--- Requirement ---
Search the entries below. Return every line that has "video" in it.

====================

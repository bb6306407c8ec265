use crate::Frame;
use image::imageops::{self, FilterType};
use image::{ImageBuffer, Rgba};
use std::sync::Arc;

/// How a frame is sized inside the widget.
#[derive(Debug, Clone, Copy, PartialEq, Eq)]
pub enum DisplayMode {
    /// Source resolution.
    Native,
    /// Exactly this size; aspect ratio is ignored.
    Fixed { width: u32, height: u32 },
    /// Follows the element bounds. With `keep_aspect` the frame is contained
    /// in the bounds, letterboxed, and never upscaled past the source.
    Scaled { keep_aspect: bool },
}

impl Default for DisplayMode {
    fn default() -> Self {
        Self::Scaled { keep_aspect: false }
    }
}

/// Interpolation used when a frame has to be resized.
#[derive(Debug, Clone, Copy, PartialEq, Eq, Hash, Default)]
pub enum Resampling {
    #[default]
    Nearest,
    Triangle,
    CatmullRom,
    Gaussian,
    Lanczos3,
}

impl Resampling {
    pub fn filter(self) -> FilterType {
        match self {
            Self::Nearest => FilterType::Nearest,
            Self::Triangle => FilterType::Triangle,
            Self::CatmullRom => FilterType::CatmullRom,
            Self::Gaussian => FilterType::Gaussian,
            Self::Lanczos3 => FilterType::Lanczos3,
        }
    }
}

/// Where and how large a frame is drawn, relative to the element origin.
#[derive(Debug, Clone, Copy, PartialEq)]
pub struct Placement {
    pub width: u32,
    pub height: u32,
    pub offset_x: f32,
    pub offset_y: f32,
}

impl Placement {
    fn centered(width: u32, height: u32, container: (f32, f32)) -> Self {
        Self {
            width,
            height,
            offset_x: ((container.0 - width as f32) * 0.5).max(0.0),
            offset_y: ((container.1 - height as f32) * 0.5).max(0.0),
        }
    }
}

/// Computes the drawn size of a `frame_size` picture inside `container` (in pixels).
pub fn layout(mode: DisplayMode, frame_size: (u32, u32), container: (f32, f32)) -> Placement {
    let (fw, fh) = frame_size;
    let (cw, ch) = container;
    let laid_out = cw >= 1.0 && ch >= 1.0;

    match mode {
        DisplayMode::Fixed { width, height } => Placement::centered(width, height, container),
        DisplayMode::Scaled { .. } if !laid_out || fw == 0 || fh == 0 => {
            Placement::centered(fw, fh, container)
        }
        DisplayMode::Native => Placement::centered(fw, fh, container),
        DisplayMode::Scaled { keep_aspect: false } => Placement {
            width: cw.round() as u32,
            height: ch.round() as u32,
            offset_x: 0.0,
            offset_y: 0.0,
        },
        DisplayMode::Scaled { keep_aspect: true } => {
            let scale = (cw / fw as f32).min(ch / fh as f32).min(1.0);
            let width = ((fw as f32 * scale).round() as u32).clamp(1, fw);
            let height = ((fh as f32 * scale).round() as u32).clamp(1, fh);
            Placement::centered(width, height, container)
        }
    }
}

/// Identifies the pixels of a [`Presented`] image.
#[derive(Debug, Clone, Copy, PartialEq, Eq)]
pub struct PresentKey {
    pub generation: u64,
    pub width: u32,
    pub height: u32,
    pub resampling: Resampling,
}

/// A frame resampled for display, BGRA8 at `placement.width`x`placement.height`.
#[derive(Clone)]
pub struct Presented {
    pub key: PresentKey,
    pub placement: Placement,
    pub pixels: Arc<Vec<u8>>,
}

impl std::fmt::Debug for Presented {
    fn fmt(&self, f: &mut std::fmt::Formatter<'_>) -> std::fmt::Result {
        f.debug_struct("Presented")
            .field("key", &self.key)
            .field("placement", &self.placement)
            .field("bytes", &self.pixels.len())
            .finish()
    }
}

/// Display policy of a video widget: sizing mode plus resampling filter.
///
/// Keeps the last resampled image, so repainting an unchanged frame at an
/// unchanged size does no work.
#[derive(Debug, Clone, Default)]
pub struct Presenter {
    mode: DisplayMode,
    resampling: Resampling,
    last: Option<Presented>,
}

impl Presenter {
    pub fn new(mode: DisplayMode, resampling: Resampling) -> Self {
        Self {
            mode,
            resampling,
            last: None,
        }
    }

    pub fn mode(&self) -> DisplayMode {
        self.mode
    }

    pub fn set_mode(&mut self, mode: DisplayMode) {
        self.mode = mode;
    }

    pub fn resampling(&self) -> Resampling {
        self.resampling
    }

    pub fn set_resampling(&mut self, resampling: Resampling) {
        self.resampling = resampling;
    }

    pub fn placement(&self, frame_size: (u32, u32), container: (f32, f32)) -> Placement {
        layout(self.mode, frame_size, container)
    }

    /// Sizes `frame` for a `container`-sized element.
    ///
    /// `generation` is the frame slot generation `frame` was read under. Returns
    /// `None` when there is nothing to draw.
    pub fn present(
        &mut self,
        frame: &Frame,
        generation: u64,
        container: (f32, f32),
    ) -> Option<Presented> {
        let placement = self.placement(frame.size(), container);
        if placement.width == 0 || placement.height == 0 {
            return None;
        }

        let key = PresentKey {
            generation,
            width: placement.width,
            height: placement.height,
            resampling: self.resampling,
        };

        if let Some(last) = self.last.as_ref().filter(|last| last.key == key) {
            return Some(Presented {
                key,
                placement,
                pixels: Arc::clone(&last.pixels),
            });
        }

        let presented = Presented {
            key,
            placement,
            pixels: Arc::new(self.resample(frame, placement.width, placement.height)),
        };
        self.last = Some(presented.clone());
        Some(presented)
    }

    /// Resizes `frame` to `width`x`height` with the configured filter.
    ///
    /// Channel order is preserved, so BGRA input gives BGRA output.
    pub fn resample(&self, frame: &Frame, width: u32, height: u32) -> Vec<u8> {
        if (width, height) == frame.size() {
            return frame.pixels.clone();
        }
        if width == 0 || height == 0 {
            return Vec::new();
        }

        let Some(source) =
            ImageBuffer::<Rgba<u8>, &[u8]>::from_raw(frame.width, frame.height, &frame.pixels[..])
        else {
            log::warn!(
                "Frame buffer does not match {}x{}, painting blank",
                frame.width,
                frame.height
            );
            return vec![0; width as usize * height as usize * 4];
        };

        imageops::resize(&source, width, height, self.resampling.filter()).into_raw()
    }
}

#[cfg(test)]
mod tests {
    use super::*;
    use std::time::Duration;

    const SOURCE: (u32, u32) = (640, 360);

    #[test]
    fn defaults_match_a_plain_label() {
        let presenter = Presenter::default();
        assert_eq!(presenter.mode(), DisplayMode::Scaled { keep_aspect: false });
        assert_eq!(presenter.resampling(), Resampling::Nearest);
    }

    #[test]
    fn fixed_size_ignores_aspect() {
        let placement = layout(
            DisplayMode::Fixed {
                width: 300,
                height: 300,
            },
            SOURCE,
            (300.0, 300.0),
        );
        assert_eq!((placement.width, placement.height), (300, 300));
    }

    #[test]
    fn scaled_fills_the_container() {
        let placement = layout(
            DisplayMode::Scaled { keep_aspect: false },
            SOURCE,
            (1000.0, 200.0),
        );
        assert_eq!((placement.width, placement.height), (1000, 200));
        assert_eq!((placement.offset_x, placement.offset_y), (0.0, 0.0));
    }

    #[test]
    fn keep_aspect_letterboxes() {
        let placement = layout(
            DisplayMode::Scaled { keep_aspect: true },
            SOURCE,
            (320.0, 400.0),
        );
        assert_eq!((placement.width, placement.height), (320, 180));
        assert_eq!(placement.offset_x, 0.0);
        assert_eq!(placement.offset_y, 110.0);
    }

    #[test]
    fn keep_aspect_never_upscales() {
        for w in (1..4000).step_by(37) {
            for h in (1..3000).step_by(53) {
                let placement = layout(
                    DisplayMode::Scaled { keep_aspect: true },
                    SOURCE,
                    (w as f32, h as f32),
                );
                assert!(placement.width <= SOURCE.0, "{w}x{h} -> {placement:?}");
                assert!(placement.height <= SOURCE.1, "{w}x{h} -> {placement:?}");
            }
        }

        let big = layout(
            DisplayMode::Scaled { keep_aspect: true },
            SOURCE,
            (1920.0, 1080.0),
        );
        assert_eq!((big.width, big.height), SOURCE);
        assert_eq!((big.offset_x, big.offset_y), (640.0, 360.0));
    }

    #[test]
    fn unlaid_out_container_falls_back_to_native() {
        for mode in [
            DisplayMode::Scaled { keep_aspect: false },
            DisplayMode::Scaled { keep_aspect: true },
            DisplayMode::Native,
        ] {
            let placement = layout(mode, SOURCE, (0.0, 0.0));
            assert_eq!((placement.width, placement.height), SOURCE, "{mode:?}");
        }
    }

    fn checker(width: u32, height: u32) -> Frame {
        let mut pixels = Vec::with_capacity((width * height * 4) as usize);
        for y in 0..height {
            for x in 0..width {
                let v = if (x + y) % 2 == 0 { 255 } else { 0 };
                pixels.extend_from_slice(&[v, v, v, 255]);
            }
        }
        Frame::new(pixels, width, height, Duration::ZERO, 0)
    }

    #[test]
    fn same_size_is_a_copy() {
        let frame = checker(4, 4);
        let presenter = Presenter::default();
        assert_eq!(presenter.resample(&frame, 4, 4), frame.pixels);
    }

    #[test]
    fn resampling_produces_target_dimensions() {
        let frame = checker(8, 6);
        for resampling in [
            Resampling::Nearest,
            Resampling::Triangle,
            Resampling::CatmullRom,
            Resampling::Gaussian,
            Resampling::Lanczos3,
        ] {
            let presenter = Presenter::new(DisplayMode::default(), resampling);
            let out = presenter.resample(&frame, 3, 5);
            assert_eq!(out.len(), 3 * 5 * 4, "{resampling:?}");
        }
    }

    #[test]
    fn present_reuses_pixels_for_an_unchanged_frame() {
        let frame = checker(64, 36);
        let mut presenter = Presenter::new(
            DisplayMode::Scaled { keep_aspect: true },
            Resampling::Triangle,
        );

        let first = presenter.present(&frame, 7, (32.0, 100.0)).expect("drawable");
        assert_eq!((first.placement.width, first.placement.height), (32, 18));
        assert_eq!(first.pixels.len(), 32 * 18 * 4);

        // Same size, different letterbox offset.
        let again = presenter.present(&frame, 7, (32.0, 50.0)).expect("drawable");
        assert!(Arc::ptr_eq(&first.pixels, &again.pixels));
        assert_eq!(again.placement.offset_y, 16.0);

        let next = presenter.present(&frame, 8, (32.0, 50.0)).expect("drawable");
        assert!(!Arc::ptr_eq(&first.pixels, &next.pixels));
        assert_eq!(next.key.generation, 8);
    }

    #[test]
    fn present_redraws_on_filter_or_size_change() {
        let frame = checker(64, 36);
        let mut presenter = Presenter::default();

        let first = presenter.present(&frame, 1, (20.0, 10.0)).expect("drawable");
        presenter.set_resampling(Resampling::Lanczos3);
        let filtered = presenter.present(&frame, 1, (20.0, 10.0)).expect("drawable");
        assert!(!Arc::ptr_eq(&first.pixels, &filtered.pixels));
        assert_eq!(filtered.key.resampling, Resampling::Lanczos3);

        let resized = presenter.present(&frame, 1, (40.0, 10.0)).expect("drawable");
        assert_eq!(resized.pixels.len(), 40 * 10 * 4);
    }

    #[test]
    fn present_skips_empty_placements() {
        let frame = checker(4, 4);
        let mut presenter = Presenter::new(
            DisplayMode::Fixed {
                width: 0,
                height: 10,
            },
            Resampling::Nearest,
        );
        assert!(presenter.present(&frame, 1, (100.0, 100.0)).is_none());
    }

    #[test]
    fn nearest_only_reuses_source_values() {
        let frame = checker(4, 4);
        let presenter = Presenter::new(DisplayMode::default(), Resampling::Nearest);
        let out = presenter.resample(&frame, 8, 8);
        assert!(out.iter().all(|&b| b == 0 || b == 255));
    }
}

====================

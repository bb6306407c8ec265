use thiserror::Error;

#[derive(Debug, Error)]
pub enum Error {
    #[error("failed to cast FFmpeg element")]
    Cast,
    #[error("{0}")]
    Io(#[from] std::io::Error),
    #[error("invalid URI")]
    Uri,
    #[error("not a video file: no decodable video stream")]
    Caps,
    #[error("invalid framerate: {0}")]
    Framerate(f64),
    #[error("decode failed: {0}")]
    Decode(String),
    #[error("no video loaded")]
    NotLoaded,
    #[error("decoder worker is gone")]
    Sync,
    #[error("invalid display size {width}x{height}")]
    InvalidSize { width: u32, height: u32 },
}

====================

--- Final answer ---
/// Display policy of a video widget: sizing mode plus resampling filter.
    #[error("not a video file: no decodable video stream")]
    #[error("no video loaded")]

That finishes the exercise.